### What is being asked
Find every line below with "super" in it and give only how many there are.

### Source information
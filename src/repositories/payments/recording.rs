//! A [`PaymentGateway`] that records every call and answers with fake ids.

use std::{
    sync::{
        atomic::{AtomicBool, AtomicU64, Ordering},
        Arc,
    },
    time::Duration,
};

use async_trait::async_trait;
use tokio::sync::Mutex;

use super::{PaymentError, PaymentGateway};

#[derive(Clone, Debug, PartialEq)]
pub enum PaymentCall {
    PaymentIntent {
        amount: i64,
        currency: String,
        payment_method: String,
    },
    Transfer {
        amount: i64,
        destination: String,
        idempotency_key: String,
    },
    Refund {
        payment_intent: String,
        idempotency_key: String,
    },
    ConnectedAccount {
        email: String,
    },
}

#[derive(Clone, Default)]
pub struct RecordingGateway {
    calls: Arc<Mutex<Vec<PaymentCall>>>,
    declining: Arc<AtomicBool>,
    settlement_delay_ms: Arc<AtomicU64>,
}

impl RecordingGateway {
    pub fn new() -> Self {
        Self::default()
    }

    /// Every subsequent call fails with `PaymentError::Rejected`.
    pub fn decline_all(&self) {
        self.declining.store(true, Ordering::SeqCst);
    }

    pub fn accept_all(&self) {
        self.declining.store(false, Ordering::SeqCst);
    }

    /// Transfers and refunds wait this long before answering, which keeps
    /// them in flight while other requests run.
    pub fn delay_settlements(&self, delay: Duration) {
        self.settlement_delay_ms
            .store(delay.as_millis() as u64, Ordering::SeqCst);
    }

    /// Transfers and refunds recorded so far.
    pub async fn money_movements(&self) -> usize {
        self.calls
            .lock()
            .await
            .iter()
            .filter(|call| {
                matches!(
                    call,
                    PaymentCall::Transfer { .. } | PaymentCall::Refund { .. }
                )
            })
            .count()
    }

    async fn settlement_delay(&self) {
        let millis = self.settlement_delay_ms.load(Ordering::SeqCst);
        if millis > 0 {
            tokio::time::sleep(Duration::from_millis(millis)).await;
        }
    }

    pub async fn calls(&self) -> Vec<PaymentCall> {
        self.calls.lock().await.clone()
    }

    async fn record(&self, call: PaymentCall, prefix: &str) -> Result<String, PaymentError> {
        if self.declining.load(Ordering::SeqCst) {
            return Err(PaymentError::Rejected("Your card was declined.".to_string()));
        }

        let mut calls = self.calls.lock().await;
        calls.push(call);

        Ok(format!("{}_{}", prefix, calls.len()))
    }
}

#[async_trait]
impl PaymentGateway for RecordingGateway {
    async fn create_payment_intent(
        &self,
        amount: i64,
        currency: &str,
        payment_method: &str,
    ) -> Result<String, PaymentError> {
        self.record(
            PaymentCall::PaymentIntent {
                amount,
                currency: currency.to_string(),
                payment_method: payment_method.to_string(),
            },
            "pi",
        )
        .await
    }

    async fn create_transfer(
        &self,
        amount: i64,
        _currency: &str,
        destination: &str,
        idempotency_key: &str,
    ) -> Result<String, PaymentError> {
        self.settlement_delay().await;
        self.record(
            PaymentCall::Transfer {
                amount,
                destination: destination.to_string(),
                idempotency_key: idempotency_key.to_string(),
            },
            "tr",
        )
        .await
    }

    async fn create_refund(
        &self,
        payment_intent: &str,
        idempotency_key: &str,
    ) -> Result<String, PaymentError> {
        self.settlement_delay().await;
        self.record(
            PaymentCall::Refund {
                payment_intent: payment_intent.to_string(),
                idempotency_key: idempotency_key.to_string(),
            },
            "re",
        )
        .await
    }

    async fn create_connected_account(&self, email: &str) -> Result<String, PaymentError> {
        self.record(
            PaymentCall::ConnectedAccount {
                email: email.to_string(),
            },
            "acct",
        )
        .await
    }
}
use std::sync::Arc;

use async_trait::async_trait;
use serde_json::{json, Value};
use tokio::sync::{mpsc, oneshot};

use super::{
    notifications::NotificationRequest, validation, RequestHandler, Service, ServiceError,
};
use crate::models::{
    notifications::{BOUNTY_AWARDED, NEW_SOLUTION, UPVOTE},
    solutions::{Award, NewSolution, Solution},
};
use crate::repositories::{ProblemRepository, SolutionRepository};

pub enum SolutionRequest {
    SubmitSolution {
        submitter_id: i64,
        solution: NewSolution,
        response: oneshot::Sender<Result<Solution, ServiceError>>,
    },
    ListSolutions {
        problem_id: i64,
        response: oneshot::Sender<Result<Vec<Solution>, ServiceError>>,
    },
    Upvote {
        solution_id: i64,
        response: oneshot::Sender<Result<Solution, ServiceError>>,
    },
    AcceptSolution {
        solution_id: i64,
        requester_id: i64,
        response: oneshot::Sender<Result<Award, ServiceError>>,
    },
}

#[derive(Clone)]
pub struct SolutionRequestHandler {
    repository: Arc<dyn SolutionRepository>,
    problems: Arc<dyn ProblemRepository>,
    notification_channel: mpsc::Sender<NotificationRequest>,
}

impl SolutionRequestHandler {
    pub fn new(
        repository: Arc<dyn SolutionRepository>,
        problems: Arc<dyn ProblemRepository>,
        notification_channel: mpsc::Sender<NotificationRequest>,
    ) -> Self {
        SolutionRequestHandler {
            repository,
            problems,
            notification_channel,
        }
    }

    /// Queues a notification without waiting for it to be stored or pushed.
    fn notify(&self, user_id: i64, kind: &str, message: String, context: Value) {
        let notification_channel = self.notification_channel.clone();
        let kind = kind.to_string();

        tokio::spawn(async move {
            let _ = notification_channel
                .send(NotificationRequest::Notify {
                    user_id,
                    kind,
                    message,
                    context,
                })
                .await;
        });
    }

    pub async fn submit_solution(
        &self,
        submitter_id: i64,
        solution: NewSolution,
    ) -> Result<Solution, ServiceError> {
        let problem = self
            .problems
            .get_problem(solution.problem_id)
            .await?
            .ok_or_else(|| ServiceError::NotFound("Problem not found".to_string()))?;

        let mut errors = Vec::new();
        validation::check_required("Description", &solution.description, &mut errors);
        if !errors.is_empty() {
            return Err(ServiceError::InvalidInput(errors));
        }

        let created = self
            .repository
            .insert_solution(problem.id, submitter_id, solution.description.trim())
            .await?;

        log::info!(
            "User {} submitted solution {} to problem {}",
            submitter_id,
            created.id,
            problem.id
        );
        self.notify(
            problem.user_id,
            NEW_SOLUTION,
            format!("A new solution was submitted to \"{}\"", problem.title),
            json!({"problem_id": problem.id, "solution_id": created.id}),
        );

        Ok(created)
    }

    pub async fn list_solutions(&self, problem_id: i64) -> Result<Vec<Solution>, ServiceError> {
        Ok(self.repository.list_solutions(problem_id).await?)
    }

    pub async fn upvote(&self, solution_id: i64) -> Result<Solution, ServiceError> {
        let solution = self
            .repository
            .upvote(solution_id)
            .await?
            .ok_or_else(|| ServiceError::NotFound("Solution not found".to_string()))?;

        self.notify(
            solution.user_id,
            UPVOTE,
            "Your solution received an upvote".to_string(),
            json!({"solution_id": solution.id, "votes": solution.votes}),
        );

        Ok(solution)
    }

    /// Pays the problem's current bounty to the solution's author. Once the
    /// bounty is zero, later accepts succeed but move nothing.
    pub async fn accept_solution(
        &self,
        solution_id: i64,
        requester_id: i64,
    ) -> Result<Award, ServiceError> {
        let solution = self
            .repository
            .get_solution(solution_id)
            .await?
            .ok_or_else(|| ServiceError::NotFound("Solution not found".to_string()))?;
        let problem = self
            .problems
            .get_problem(solution.problem_id)
            .await?
            .ok_or_else(|| ServiceError::NotFound("Solution not found".to_string()))?;

        if problem.user_id != requester_id {
            log::warn!(
                "User {} tried to accept solution {} on problem {} they do not own",
                requester_id,
                solution_id,
                problem.id
            );
            return Err(ServiceError::Forbidden(
                "Only the problem owner can accept a solution".to_string(),
            ));
        }

        let award = self
            .repository
            .award_bounty(solution.id, problem.id, solution.user_id)
            .await?;

        log::info!(
            "Solution {} accepted, {} awarded to user {}",
            solution.id,
            award.amount,
            award.solver_id
        );
        self.notify(
            solution.user_id,
            BOUNTY_AWARDED,
            format!(
                "Your solution to \"{}\" was accepted and earned {}",
                problem.title, award.amount
            ),
            json!({"problem_id": problem.id, "solution_id": solution.id, "amount": award.amount}),
        );

        Ok(award)
    }
}

#[async_trait]
impl RequestHandler<SolutionRequest> for SolutionRequestHandler {
    async fn handle_request(&self, request: SolutionRequest) {
        match request {
            SolutionRequest::SubmitSolution {
                submitter_id,
                solution,
                response,
            } => {
                let result = self.submit_solution(submitter_id, solution).await;
                let _ = response.send(result);
            }
            SolutionRequest::ListSolutions {
                problem_id,
                response,
            } => {
                let result = self.list_solutions(problem_id).await;
                let _ = response.send(result);
            }
            SolutionRequest::Upvote {
                solution_id,
                response,
            } => {
                let result = self.upvote(solution_id).await;
                let _ = response.send(result);
            }
            SolutionRequest::AcceptSolution {
                solution_id,
                requester_id,
                response,
            } => {
                let result = self.accept_solution(solution_id, requester_id).await;
                let _ = response.send(result);
            }
        }
    }
}

pub struct SolutionService;

impl SolutionService {
    pub fn new() -> Self {
        SolutionService {}
    }
}

#[async_trait]
impl Service<SolutionRequest, SolutionRequestHandler> for SolutionService {}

### Response for this exercise
2